━━━━━ Dataset content ━━━━━

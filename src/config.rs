use std::path::{Path, PathBuf};

use config::{Config, Environment, File};
use serde::Deserialize;

use crate::error::PipelineResult;

/// Runtime settings: an optional TOML file overlaid by `ROSSMANN_*` variables.
#[derive(Debug, Clone, PartialEq, Deserialize)]
#[serde(default)]
pub struct PipelineConfig {
    /// Directories searched, in order, for the two source files
    pub data_dirs: Vec<PathBuf>,
    pub sales_file: String,
    pub store_file: String,
    pub top_n: usize,
    /// The store picker is only offered up to this many distinct stores
    pub store_picker_limit: usize,
    pub log_dir: Option<PathBuf>,
    pub export_dir: Option<PathBuf>,
}

impl Default for PipelineConfig {
    fn default() -> Self {
        let mut data_dirs = vec![PathBuf::from("data"), PathBuf::from("../data")];
        if let Some(exe_dir) = std::env::current_exe()
            .ok()
            .and_then(|p| p.parent().map(Path::to_path_buf))
        {
            data_dirs.push(exe_dir.join("data"));
        }
        Self {
            data_dirs,
            sales_file: "train.csv".to_string(),
            store_file: "store.csv".to_string(),
            top_n: 10,
            store_picker_limit: 200,
            log_dir: None,
            export_dir: None,
        }
    }
}

impl PipelineConfig {
    /// Load from `path` (extension optional, file optional) and the environment.
    pub fn load(path: &str) -> PipelineResult<Self> {
        let cfg = Config::builder()
            .add_source(File::with_name(path).required(false))
            .add_source(
                Environment::with_prefix("ROSSMANN")
                    .try_parsing(true)
                    .list_separator(",")
                    .with_list_parse_key("data_dirs"),
            )
            .build()?;
        Ok(cfg.try_deserialize()?)
    }
}
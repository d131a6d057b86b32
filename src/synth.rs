//! Synthetic `train.csv` / `store.csv` generator for demos and tests.

use std::fs;
use std::io::Write;
use std::path::Path;

use chrono::{Datelike, Duration, NaiveDate};
use rand::rngs::StdRng;
use rand::seq::IndexedRandom;
use rand::{Rng, SeedableRng};
use serde::Serialize;
use tracing::info;

use crate::error::PipelineResult;
use crate::loader::SourcePaths;

const STORE_TYPES: [&str; 4] = ["a", "b", "c", "d"];
const ASSORTMENTS: [&str; 3] = ["a", "b", "c"];
const STATE_HOLIDAYS: [&str; 3] = ["a", "b", "c"];

#[derive(Debug, Clone, Copy, PartialEq, Eq)]
pub struct SynthOptions {
    pub stores: u32,
    pub days: u32,
    pub start: NaiveDate,
    pub seed: u64,
    /// Highest-numbered stores left out of store.csv
    pub orphan_stores: u32,
}

impl Default for SynthOptions {
    fn default() -> Self {
        Self {
            stores: 50,
            days: 90,
            start: NaiveDate::from_ymd_opt(2015, 1, 1).unwrap_or_default(),
            seed: 42,
            orphan_stores: 2,
        }
    }
}

#[derive(Serialize)]
struct TrainRow {
    #[serde(rename = "Store")]
    store: u32,
    #[serde(rename = "DayOfWeek")]
    day_of_week: u32,
    #[serde(rename = "Date")]
    date: String,
    #[serde(rename = "Sales")]
    sales: u64,
    #[serde(rename = "Customers")]
    customers: u64,
    #[serde(rename = "Open")]
    open: u8,
    #[serde(rename = "Promo")]
    promo: u8,
    #[serde(rename = "StateHoliday")]
    state_holiday: &'static str,
    #[serde(rename = "SchoolHoliday")]
    school_holiday: u8,
}

#[derive(Serialize)]
struct StoreRow {
    #[serde(rename = "Store")]
    store: u32,
    #[serde(rename = "StoreType")]
    store_type: &'static str,
    #[serde(rename = "Assortment")]
    assortment: &'static str,
    #[serde(rename = "CompetitionDistance")]
    competition_distance: Option<u32>,
    #[serde(rename = "Promo2")]
    promo2: u8,
}

/// Write the store table. Stores above `stores - orphan_stores` are omitted.
pub fn write_stores<W: Write>(out: W, opts: &SynthOptions, rng: &mut StdRng) -> PipelineResult<()> {
    let mut writer = csv::Writer::from_writer(out);
    let listed = opts.stores.saturating_sub(opts.orphan_stores);

    for store in 1..=listed {
        writer.serialize(StoreRow {
            store,
            store_type: STORE_TYPES.choose(rng).copied().unwrap_or("a"),
            assortment: ASSORTMENTS.choose(rng).copied().unwrap_or("a"),
            competition_distance: rng
                .random_bool(0.95)
                .then(|| rng.random_range(20..25_000)),
            promo2: u8::from(rng.random_bool(0.5)),
        })?;
    }
    writer.flush()?;
    Ok(())
}

/// Write the daily sales table, one row per store per day.
pub fn write_train<W: Write>(out: W, opts: &SynthOptions, rng: &mut StdRng) -> PipelineResult<()> {
    let mut writer = csv::Writer::from_writer(out);

    // Per-store baseline so stores rank consistently.
    let baselines: Vec<f64> = (0..opts.stores)
        .map(|_| rng.random_range(3_000.0..9_000.0))
        .collect();

    for offset in 0..opts.days {
        let date = opts.start + Duration::days(i64::from(offset));
        let day_of_week = date.weekday().number_from_monday();
        let promo = day_of_week <= 5 && rng.random_bool(0.4);
        let holiday = rng
            .random_bool(0.03)
            .then(|| STATE_HOLIDAYS.choose(rng).copied().unwrap_or("a"));
        let school_holiday = u8::from(rng.random_bool(0.2));

        for store in 1..=opts.stores {
            let open = day_of_week != 7 && holiday.is_none() && !rng.random_bool(0.02);
            let (sales, customers) = if open {
                let weekday_factor = if day_of_week == 1 { 1.25 } else { 1.0 };
                let promo_factor = if promo { 1.3 } else { 1.0 };
                let noise = rng.random_range(0.8..1.2);
                let sales = baselines[(store - 1) as usize] * weekday_factor * promo_factor * noise;
                (sales.round() as u64, (sales / rng.random_range(8.0..11.0)).round() as u64)
            } else {
                (0, 0)
            };

            // ─────────────────────────────────────────────
            // A sprinkle of unparseable dates exercises the loader's coercion.
            // ─────────────────────────────────────────────
            let date = if rng.random_bool(0.001) {
                "n/a".to_string()
            } else {
                date.format("%Y-%m-%d").to_string()
            };

            writer.serialize(TrainRow {
                store,
                day_of_week,
                date,
                sales,
                customers,
                open: u8::from(open),
                promo: u8::from(promo),
                state_holiday: holiday.unwrap_or("0"),
                school_holiday,
            })?;
        }
    }
    writer.flush()?;
    Ok(())
}

/// Generate both files into `dir` and return their paths.
pub fn generate(dir: &Path, opts: &SynthOptions) -> PipelineResult<SourcePaths> {
    fs::create_dir_all(dir)?;
    let mut rng = StdRng::seed_from_u64(opts.seed);

    let paths = SourcePaths {
        sales: dir.join("train.csv"),
        stores: dir.join("store.csv"),
    };
    write_stores(fs::File::create(&paths.stores)?, opts, &mut rng)?;
    write_train(fs::File::create(&paths.sales)?, opts, &mut rng)?;

    info!(
        stores = opts.stores,
        days = opts.days,
        dir = %dir.display(),
        "generated synthetic dataset"
    );
    Ok(paths)
}

#[cfg(test)]
mod tests {
    use super::*;
    use crate::loader::load_dataset;

    #[test]
    fn generated_data_loads_and_keeps_orphans() {
        let dir = tempfile::tempdir().unwrap();
        let opts = SynthOptions {
            stores: 6,
            days: 14,
            ..SynthOptions::default()
        };
        let paths = generate(dir.path(), &opts).unwrap();
        let ds = load_dataset(&paths).unwrap();

        assert!(!ds.is_empty());
        assert_eq!(ds.report().rows_read, 6 * 14);
        assert!(ds.records().iter().all(|r| r.open));
        assert!(ds.records().iter().all(|r| r.day_of_week != Some(7)));

        let orphan = ds.records().iter().find(|r| r.store == 6).unwrap();
        assert_eq!(orphan.attributes.store_type, None);
        assert!(ds.schema().store_type && ds.schema().promo && ds.schema().day_of_week);
    }

    #[test]
    fn same_seed_same_output() {
        let opts = SynthOptions {
            stores: 3,
            days: 5,
            ..SynthOptions::default()
        };
        let render = || {
            let mut rng = StdRng::seed_from_u64(opts.seed);
            let mut buf = Vec::new();
            write_train(&mut buf, &opts, &mut rng).unwrap();
            buf
        };
        assert_eq!(render(), render());
    }
}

━━━━━

* Task requirements *
The answer must be a single number: the count of lines in the entries above that contain "baselines".

* Answer space *
2